Each line of the data that includes the string "usize" is to be copied out.

(Stored dataset items)

::::

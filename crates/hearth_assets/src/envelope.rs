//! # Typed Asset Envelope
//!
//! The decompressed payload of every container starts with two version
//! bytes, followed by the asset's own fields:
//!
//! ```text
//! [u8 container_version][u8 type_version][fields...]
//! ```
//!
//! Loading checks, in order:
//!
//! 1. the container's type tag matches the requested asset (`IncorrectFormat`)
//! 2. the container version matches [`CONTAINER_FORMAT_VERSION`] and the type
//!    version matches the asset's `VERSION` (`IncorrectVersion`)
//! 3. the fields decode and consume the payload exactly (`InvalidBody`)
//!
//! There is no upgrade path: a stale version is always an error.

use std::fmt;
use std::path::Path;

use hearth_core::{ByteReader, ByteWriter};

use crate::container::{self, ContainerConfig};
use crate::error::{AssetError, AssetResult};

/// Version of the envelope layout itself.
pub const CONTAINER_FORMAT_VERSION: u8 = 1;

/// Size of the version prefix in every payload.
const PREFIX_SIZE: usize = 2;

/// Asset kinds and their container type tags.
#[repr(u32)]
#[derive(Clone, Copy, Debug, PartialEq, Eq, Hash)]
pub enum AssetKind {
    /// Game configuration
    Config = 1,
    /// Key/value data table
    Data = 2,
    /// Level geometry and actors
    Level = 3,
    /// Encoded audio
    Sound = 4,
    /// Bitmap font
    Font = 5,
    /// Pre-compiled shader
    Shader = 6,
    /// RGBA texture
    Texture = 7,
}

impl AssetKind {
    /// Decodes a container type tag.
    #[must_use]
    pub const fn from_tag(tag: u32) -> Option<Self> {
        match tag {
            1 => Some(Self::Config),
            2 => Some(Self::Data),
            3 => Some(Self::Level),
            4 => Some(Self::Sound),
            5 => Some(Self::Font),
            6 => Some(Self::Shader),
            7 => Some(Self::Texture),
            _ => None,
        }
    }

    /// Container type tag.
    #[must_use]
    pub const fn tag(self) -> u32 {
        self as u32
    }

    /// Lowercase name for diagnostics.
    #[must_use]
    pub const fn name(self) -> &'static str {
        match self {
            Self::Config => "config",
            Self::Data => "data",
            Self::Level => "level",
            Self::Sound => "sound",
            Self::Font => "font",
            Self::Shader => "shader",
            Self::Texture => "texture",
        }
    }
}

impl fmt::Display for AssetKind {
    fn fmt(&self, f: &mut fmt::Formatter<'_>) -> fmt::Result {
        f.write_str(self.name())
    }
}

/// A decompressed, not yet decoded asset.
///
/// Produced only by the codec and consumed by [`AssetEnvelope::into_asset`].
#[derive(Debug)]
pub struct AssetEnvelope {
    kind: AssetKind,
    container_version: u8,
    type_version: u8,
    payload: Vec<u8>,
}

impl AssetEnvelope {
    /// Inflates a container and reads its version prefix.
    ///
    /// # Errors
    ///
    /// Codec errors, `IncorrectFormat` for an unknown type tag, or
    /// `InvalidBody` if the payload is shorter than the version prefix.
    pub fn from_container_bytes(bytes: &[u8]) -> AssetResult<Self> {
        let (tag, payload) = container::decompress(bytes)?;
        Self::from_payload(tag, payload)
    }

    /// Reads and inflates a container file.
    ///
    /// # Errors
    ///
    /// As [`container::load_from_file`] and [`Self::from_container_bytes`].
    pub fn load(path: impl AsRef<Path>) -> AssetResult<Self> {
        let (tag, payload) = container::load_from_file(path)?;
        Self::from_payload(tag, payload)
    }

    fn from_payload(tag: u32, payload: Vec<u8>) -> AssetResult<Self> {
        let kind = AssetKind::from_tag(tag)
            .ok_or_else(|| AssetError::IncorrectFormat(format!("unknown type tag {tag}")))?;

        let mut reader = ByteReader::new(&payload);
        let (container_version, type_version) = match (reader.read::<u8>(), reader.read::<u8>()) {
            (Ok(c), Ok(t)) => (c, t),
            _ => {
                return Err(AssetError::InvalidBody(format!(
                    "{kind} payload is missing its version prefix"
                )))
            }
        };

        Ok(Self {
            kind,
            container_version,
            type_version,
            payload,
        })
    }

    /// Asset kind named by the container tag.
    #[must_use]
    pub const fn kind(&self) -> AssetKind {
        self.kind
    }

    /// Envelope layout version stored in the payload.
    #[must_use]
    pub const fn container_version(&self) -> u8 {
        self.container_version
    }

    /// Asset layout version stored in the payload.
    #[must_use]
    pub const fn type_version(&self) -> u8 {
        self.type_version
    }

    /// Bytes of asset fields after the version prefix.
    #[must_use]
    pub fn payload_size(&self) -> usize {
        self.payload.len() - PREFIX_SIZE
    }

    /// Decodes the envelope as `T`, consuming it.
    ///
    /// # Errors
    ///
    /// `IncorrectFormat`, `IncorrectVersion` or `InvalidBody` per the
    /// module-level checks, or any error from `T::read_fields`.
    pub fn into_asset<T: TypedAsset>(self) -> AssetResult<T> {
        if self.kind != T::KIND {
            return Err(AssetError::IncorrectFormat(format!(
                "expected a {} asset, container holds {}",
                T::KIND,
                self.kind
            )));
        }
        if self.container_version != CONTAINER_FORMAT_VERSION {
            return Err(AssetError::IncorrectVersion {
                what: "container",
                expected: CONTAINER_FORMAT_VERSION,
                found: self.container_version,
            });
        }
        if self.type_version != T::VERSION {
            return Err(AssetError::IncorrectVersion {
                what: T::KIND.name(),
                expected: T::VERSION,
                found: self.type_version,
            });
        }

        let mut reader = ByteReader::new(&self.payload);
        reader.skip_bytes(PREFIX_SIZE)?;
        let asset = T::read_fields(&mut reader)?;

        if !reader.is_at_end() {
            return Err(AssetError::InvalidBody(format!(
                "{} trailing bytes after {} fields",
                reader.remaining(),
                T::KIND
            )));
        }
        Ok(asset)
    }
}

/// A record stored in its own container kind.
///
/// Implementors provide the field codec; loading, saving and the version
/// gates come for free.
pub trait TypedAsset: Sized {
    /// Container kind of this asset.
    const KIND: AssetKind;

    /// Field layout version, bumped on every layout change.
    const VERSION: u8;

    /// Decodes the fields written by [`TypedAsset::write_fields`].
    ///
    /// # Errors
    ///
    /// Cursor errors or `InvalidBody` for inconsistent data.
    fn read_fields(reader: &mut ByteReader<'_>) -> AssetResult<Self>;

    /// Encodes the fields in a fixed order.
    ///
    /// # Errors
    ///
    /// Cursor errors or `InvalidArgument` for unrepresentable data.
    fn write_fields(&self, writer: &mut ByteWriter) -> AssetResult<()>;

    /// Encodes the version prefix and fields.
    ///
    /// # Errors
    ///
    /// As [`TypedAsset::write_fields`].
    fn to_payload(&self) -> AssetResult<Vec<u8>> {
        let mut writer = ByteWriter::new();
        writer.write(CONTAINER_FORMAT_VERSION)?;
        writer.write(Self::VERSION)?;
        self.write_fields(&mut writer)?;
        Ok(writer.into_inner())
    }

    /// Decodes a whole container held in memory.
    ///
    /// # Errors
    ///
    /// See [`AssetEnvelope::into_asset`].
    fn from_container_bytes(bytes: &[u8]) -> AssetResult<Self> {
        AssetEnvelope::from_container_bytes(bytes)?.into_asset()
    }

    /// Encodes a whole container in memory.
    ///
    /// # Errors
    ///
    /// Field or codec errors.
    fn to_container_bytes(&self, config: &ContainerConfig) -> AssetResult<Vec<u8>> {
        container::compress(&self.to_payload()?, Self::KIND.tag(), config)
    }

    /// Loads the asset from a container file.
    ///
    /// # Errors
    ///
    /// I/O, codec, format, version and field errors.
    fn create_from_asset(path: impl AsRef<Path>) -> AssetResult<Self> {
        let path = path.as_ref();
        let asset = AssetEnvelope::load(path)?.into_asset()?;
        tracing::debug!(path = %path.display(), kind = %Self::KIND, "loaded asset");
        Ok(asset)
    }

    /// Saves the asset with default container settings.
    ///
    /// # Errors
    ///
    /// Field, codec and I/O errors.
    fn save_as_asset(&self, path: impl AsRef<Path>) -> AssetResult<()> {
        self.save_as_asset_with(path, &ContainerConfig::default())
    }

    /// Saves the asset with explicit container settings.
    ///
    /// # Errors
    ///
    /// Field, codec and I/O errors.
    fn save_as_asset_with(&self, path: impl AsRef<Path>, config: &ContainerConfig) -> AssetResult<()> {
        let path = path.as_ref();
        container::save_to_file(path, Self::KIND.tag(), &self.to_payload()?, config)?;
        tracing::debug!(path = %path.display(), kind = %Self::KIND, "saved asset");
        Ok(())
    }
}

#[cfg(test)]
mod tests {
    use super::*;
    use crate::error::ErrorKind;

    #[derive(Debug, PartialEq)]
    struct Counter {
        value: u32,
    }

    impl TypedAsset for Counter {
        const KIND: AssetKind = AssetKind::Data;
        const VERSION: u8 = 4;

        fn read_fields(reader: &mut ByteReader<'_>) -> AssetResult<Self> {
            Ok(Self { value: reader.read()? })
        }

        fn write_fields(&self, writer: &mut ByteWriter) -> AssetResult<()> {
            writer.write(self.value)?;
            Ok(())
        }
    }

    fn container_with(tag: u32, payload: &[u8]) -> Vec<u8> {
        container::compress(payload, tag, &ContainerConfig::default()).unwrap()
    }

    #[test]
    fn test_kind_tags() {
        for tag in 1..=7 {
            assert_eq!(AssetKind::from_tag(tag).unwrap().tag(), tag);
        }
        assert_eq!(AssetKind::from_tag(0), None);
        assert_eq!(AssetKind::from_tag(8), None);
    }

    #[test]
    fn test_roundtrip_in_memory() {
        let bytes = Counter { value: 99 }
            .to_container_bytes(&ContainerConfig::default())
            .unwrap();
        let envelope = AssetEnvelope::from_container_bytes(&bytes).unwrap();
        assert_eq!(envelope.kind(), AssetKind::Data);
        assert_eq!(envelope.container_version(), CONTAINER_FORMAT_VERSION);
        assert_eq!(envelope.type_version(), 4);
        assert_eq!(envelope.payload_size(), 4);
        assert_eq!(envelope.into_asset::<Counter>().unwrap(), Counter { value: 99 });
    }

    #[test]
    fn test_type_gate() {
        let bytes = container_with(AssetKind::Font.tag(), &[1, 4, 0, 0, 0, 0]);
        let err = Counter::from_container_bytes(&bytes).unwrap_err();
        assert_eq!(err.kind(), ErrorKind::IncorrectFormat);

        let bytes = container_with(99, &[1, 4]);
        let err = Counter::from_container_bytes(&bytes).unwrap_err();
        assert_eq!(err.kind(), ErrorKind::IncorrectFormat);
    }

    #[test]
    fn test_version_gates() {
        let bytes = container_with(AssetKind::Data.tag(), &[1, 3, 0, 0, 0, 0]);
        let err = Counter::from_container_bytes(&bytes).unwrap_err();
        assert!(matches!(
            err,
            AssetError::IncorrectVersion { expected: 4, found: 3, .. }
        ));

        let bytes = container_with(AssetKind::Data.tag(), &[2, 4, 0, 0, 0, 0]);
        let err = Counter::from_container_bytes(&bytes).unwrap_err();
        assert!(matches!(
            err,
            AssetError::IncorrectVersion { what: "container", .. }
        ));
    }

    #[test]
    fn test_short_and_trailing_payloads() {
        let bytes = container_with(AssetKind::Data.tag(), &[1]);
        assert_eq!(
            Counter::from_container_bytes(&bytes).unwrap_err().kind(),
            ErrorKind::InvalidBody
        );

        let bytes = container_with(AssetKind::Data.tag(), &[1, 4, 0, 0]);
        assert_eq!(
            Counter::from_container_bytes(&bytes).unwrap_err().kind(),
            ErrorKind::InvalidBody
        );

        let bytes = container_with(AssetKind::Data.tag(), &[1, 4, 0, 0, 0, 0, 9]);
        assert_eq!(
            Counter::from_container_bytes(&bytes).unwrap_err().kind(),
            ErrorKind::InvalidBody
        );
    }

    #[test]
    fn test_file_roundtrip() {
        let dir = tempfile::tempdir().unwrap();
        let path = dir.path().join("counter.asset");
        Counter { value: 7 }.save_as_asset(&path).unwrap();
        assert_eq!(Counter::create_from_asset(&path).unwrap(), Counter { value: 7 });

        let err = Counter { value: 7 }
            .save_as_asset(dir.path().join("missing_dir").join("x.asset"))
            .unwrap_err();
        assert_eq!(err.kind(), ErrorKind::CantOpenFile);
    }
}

::::

- [Result of the exercise]:
const PREFIX_SIZE: usize = 2;
    pub fn payload_size(&self) -> usize {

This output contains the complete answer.